How to complete this task — Look for the line containing "mod service;" in the records below. Then output it and all the lines that follow, exactly and without any others.

Exercise data —
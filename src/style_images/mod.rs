//! # 样式图片模块（style_images）
//!
//! ## 设计思路
//!
//! 该模块把“命名图片描述 → 解码栅格 → 安装到地图样式 → 动图逐帧重绘”
//! 按职责拆分为多个子模块，并明确区分两个执行上下文：
//!
//! - 工作线程（`Send`）：`handler / loader / pipeline / resolver`，负责拉取与解码
//! - UI 上下文（`!Send`，跑在 `LocalSet` 中）：`registry / scheduler / acquisition / service`，
//!   负责订阅通知、样式安装与逐帧调度
//!
//! 两个上下文之间只通过“条目解码结果”交接，注册表与调度器因此无需任何锁。
//!
//! ## 新同事快速上手
//!
//! ```text
//! 地图视图创建
//!    ↓
//! service.rs（ImageService::init，持有注册表与流水线）
//!    ↓
//! acquisition.rs（批量扇出 + UI 侧副作用 + 批次完成回调）
//!    ├─ handler.rs（单条目编排：解析 → 判定 → 拉取 → 解码，GIF 失败回退静态）
//!    │    ├─ resolver.rs（来源解析 + 动图启发式）
//!    │    ├─ loader.rs（HTTP / 文件 / asset / data 拉取 + 安全校验）
//!    │    └─ pipeline.rs（静态解码 + GIF 解码 + 降采样）
//!    ├─ registry.rs（订阅通知 + 权威动图句柄表）
//!    └─ scheduler.rs（逐帧重绘循环 + 看门狗）
//!         └─ frames.rs（帧解码器状态机 + 调度能力接口）
//!    ↓
//! host.rs（StyleHost::add_bitmap_image）
//! ```
//!
//! ## 分层职责建议
//!
//! - 新的来源形式优先改 `resolver.rs` 与 `loader.rs`
//! - 配置与限额优先改 `config.rs`
//! - 动图生命周期问题优先看 `scheduler.rs`

mod acquisition;
mod config;
mod error;
mod frames;
mod handler;
mod host;
mod loader;
mod pipeline;
mod registry;
mod resolver;
mod scheduler;
mod service;
mod source;

#[cfg(test)]
pub(crate) mod test_support;

pub use acquisition::{CompletionCallback, ImagePipeline};
pub use config::{AnimationMode, ImageConfig, ImagePerformanceProfile};
pub use error::ImageError;
pub use frames::{AnimatedFrames, AnimatedHandle, FrameCallback, FrameTask, LoopState, StopReason};
pub use handler::ImageLoader;
pub use host::StyleHost;
pub use registry::{ResolutionRegistry, ResolveCallback, SubscriptionHandle};
pub use resolver::{DirectoryBundle, ResourceBundle};
pub use scheduler::FrameScheduler;
pub use service::ImageService;
pub use source::{BatchEntry, ImageDescriptor, ImageMetadata, RasterBuffer, ResolvedImage};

Answer section —
mod service;
mod source;

#[cfg(test)]
pub(crate) mod test_support;

pub use acquisition::{CompletionCallback, ImagePipeline};
pub use config::{AnimationMode, ImageConfig, ImagePerformanceProfile};
pub use error::ImageError;
pub use frames::{AnimatedFrames, AnimatedHandle, FrameCallback, FrameTask, LoopState, StopReason};
pub use handler::ImageLoader;
pub use host::StyleHost;
pub use registry::{ResolutionRegistry, ResolveCallback, SubscriptionHandle};
pub use resolver::{DirectoryBundle, ResourceBundle};
pub use scheduler::FrameScheduler;
pub use service::ImageService;
pub use source::{BatchEntry, ImageDescriptor, ImageMetadata, RasterBuffer, ResolvedImage};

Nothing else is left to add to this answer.